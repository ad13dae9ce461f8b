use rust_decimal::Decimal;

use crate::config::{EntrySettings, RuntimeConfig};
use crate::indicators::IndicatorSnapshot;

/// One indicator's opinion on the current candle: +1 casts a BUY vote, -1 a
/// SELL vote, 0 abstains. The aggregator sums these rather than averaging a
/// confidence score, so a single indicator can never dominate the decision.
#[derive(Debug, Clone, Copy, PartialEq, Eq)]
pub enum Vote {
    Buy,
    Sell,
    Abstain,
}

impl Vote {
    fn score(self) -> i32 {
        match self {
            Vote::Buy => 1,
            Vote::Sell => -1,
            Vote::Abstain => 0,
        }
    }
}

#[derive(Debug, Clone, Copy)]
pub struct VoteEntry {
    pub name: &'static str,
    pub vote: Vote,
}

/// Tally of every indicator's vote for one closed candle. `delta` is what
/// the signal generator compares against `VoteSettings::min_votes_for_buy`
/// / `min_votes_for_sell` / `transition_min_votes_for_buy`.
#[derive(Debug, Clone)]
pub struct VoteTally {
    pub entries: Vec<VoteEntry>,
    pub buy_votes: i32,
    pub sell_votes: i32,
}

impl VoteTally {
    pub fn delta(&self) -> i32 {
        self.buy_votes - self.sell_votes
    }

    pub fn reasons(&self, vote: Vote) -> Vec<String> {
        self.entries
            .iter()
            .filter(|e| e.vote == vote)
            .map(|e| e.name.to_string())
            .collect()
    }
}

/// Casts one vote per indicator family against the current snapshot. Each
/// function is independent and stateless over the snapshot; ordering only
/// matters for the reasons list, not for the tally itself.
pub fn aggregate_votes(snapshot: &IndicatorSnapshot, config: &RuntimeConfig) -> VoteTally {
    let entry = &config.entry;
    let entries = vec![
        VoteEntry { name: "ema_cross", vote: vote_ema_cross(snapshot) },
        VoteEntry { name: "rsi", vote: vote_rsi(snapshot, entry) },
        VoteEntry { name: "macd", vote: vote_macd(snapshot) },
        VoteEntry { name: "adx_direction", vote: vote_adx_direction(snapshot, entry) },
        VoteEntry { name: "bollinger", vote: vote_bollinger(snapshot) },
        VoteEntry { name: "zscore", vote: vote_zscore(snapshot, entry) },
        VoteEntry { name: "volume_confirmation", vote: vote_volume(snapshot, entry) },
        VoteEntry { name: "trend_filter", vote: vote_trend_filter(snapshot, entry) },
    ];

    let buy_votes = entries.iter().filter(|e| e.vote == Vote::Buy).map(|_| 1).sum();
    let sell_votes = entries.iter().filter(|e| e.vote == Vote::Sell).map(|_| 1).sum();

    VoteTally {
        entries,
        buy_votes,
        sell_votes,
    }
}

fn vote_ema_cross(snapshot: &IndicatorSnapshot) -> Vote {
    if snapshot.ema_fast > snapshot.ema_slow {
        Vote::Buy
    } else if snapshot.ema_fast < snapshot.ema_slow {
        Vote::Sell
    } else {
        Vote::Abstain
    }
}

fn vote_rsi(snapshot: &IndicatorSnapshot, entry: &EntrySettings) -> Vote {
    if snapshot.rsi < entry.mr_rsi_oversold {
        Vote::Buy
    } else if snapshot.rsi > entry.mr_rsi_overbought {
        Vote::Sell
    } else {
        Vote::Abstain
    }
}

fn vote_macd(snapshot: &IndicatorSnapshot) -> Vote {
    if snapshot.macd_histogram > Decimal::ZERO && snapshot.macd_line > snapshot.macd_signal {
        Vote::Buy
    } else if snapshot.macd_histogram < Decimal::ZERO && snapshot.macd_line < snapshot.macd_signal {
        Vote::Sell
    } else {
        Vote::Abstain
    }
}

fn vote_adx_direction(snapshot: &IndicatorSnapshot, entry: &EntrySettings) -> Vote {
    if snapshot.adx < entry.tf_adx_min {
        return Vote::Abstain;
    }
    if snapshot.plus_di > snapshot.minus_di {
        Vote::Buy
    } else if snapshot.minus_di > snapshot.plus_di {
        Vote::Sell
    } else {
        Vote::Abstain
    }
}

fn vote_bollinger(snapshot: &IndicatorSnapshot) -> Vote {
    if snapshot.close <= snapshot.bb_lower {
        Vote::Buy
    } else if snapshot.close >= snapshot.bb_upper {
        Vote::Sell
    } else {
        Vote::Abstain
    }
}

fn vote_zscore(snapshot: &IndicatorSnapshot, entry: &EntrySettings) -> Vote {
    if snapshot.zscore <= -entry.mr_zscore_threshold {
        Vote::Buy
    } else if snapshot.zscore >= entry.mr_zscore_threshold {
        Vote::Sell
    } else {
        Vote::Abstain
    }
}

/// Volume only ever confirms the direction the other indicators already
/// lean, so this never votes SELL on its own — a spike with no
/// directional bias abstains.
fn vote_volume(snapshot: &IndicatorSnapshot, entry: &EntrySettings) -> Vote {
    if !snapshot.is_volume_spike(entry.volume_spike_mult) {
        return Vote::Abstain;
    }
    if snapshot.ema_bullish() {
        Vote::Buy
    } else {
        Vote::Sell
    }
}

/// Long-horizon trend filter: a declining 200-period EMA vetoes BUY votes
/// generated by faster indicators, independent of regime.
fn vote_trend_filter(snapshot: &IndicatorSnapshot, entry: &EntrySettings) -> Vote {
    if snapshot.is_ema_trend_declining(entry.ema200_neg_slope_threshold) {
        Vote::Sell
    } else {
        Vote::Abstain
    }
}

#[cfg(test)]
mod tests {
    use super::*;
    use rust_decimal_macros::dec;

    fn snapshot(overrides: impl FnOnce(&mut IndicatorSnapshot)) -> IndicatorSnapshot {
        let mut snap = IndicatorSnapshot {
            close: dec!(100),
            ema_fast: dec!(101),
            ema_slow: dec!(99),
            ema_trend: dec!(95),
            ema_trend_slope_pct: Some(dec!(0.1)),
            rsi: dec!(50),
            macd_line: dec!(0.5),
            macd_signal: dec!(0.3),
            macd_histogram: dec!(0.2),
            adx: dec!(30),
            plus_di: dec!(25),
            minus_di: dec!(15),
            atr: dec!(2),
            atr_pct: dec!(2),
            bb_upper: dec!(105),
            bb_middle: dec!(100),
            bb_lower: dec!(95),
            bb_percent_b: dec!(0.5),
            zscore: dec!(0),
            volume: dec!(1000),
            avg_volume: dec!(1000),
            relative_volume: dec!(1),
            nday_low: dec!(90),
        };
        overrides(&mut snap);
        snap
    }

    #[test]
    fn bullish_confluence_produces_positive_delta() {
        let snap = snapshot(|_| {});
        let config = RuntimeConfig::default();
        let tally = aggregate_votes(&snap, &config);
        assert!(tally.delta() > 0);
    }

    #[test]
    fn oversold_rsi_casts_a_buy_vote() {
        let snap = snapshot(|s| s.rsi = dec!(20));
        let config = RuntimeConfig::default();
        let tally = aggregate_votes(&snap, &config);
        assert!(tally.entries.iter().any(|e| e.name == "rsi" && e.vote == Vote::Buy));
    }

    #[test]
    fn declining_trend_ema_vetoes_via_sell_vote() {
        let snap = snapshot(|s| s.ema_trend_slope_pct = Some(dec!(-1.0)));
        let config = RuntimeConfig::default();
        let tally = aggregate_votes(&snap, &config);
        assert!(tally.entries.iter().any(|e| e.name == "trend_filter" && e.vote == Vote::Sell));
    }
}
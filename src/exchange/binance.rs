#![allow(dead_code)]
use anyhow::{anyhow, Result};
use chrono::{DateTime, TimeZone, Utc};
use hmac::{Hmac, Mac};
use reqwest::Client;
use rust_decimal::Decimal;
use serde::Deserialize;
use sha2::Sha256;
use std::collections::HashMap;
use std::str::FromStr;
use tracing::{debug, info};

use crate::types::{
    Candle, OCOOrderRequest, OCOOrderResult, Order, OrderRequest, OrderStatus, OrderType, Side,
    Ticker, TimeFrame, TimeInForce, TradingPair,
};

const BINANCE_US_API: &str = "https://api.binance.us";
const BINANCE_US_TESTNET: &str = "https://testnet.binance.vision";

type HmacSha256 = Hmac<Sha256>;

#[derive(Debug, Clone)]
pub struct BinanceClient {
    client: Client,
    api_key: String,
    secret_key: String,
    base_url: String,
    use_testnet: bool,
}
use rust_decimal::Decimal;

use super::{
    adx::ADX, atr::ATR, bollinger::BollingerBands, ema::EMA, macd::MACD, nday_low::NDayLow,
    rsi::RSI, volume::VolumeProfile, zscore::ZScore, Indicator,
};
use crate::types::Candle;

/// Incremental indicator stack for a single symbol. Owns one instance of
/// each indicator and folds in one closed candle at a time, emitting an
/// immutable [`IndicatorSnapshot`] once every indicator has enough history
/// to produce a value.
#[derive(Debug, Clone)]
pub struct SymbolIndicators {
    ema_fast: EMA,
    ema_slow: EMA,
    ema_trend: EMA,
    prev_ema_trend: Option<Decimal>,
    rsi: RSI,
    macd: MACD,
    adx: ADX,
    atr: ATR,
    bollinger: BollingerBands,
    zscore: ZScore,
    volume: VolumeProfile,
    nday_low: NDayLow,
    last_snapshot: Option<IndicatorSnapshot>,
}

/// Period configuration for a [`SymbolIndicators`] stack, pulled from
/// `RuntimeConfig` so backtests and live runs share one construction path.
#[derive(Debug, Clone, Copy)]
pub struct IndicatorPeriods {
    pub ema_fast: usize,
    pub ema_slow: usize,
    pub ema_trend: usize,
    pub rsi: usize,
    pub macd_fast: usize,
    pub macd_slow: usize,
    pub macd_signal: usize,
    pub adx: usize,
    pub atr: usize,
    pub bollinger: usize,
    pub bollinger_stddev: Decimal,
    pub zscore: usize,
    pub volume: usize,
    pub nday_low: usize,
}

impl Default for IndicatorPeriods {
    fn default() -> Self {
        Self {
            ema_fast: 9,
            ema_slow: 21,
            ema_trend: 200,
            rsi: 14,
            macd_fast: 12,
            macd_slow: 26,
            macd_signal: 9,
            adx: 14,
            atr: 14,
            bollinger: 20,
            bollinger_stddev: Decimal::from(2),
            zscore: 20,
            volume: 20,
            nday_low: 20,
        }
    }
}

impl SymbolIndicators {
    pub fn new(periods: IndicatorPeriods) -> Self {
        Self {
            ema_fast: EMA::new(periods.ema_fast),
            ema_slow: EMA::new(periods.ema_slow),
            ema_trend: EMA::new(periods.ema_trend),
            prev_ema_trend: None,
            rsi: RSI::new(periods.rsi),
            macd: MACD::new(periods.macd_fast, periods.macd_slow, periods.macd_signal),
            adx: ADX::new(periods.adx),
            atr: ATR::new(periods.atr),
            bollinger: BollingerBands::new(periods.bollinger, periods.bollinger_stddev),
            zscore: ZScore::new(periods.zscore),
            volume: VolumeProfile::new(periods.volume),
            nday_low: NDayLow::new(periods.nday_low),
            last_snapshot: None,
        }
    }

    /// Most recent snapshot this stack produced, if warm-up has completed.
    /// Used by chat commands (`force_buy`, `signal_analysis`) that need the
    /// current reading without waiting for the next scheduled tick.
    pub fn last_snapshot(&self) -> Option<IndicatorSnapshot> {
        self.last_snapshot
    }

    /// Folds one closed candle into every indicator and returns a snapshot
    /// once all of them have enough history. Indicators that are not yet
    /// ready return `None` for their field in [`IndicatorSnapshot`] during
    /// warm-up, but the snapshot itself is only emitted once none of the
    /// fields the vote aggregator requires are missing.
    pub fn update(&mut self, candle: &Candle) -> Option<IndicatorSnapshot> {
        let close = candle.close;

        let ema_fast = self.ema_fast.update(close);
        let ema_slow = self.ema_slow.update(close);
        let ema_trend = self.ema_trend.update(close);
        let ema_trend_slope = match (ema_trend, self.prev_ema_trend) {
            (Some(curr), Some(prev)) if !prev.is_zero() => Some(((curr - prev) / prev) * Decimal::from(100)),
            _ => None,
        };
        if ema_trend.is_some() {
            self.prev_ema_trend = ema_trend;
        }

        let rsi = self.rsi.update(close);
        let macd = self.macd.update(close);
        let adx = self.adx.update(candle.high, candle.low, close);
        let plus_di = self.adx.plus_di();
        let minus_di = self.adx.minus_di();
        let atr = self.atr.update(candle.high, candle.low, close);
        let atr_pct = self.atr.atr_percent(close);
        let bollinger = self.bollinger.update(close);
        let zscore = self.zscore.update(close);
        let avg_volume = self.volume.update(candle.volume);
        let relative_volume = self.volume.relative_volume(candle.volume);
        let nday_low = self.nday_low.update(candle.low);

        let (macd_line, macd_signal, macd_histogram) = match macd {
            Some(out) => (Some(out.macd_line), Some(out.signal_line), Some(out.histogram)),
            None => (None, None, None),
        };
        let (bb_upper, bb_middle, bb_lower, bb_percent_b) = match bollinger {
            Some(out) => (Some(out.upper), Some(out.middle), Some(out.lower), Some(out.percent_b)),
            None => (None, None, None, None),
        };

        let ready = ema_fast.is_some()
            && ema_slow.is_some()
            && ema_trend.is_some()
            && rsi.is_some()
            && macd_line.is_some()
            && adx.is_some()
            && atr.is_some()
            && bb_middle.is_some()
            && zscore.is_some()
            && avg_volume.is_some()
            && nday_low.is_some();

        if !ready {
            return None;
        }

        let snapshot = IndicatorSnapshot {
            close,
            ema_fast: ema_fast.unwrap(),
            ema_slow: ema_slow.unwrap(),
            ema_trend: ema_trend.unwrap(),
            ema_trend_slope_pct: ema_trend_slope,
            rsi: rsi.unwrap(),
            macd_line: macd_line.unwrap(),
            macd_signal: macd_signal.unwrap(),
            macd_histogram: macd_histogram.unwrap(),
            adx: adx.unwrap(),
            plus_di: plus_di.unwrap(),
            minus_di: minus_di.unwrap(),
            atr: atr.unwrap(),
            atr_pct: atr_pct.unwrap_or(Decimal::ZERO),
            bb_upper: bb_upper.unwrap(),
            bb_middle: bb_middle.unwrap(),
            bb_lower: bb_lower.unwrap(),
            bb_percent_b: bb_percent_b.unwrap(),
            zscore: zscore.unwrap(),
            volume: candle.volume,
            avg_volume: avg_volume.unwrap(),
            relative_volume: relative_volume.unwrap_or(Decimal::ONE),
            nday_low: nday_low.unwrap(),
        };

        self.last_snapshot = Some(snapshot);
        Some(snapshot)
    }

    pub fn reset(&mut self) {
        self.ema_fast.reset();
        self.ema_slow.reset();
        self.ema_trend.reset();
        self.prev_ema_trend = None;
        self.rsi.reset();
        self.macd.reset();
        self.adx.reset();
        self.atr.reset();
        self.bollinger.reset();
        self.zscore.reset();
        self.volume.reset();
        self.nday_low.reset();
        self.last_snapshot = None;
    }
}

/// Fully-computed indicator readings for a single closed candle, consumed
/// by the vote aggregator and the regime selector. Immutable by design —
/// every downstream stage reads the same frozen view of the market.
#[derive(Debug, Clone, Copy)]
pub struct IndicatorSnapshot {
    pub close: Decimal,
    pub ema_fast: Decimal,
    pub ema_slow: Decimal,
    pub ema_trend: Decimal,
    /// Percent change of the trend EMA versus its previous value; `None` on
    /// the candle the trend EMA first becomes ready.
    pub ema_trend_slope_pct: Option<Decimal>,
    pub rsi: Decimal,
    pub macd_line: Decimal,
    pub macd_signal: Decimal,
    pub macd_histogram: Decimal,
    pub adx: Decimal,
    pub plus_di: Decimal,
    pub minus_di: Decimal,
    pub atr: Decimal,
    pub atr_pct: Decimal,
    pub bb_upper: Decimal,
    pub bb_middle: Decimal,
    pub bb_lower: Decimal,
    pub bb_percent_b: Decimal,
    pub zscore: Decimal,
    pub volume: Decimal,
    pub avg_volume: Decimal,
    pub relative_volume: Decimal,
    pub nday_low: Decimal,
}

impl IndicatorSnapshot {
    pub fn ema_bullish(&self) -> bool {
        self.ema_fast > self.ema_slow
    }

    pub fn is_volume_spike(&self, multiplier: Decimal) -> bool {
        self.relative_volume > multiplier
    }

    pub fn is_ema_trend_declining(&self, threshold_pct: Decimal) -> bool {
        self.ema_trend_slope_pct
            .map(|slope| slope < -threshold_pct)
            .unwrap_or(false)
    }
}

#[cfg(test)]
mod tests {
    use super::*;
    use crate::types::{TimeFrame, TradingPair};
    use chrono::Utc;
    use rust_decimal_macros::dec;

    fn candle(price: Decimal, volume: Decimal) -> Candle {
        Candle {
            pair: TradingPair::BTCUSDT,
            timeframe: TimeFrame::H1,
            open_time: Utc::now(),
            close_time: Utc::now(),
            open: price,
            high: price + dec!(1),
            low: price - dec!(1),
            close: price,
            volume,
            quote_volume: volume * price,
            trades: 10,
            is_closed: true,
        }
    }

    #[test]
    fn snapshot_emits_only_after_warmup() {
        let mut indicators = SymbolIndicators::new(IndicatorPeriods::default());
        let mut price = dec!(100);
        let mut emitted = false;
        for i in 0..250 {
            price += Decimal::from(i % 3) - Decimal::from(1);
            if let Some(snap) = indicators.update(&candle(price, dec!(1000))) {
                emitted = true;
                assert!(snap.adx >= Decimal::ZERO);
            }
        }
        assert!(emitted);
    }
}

────────

• [WORK INSTRUCTIONS]:
Every line above that includes the word "https" should be listed.

• [TASK ANSWER]:
const BINANCE_US_API: &str = "https://api.binance.us";
const BINANCE_US_TESTNET: &str = "https://testnet.binance.vision";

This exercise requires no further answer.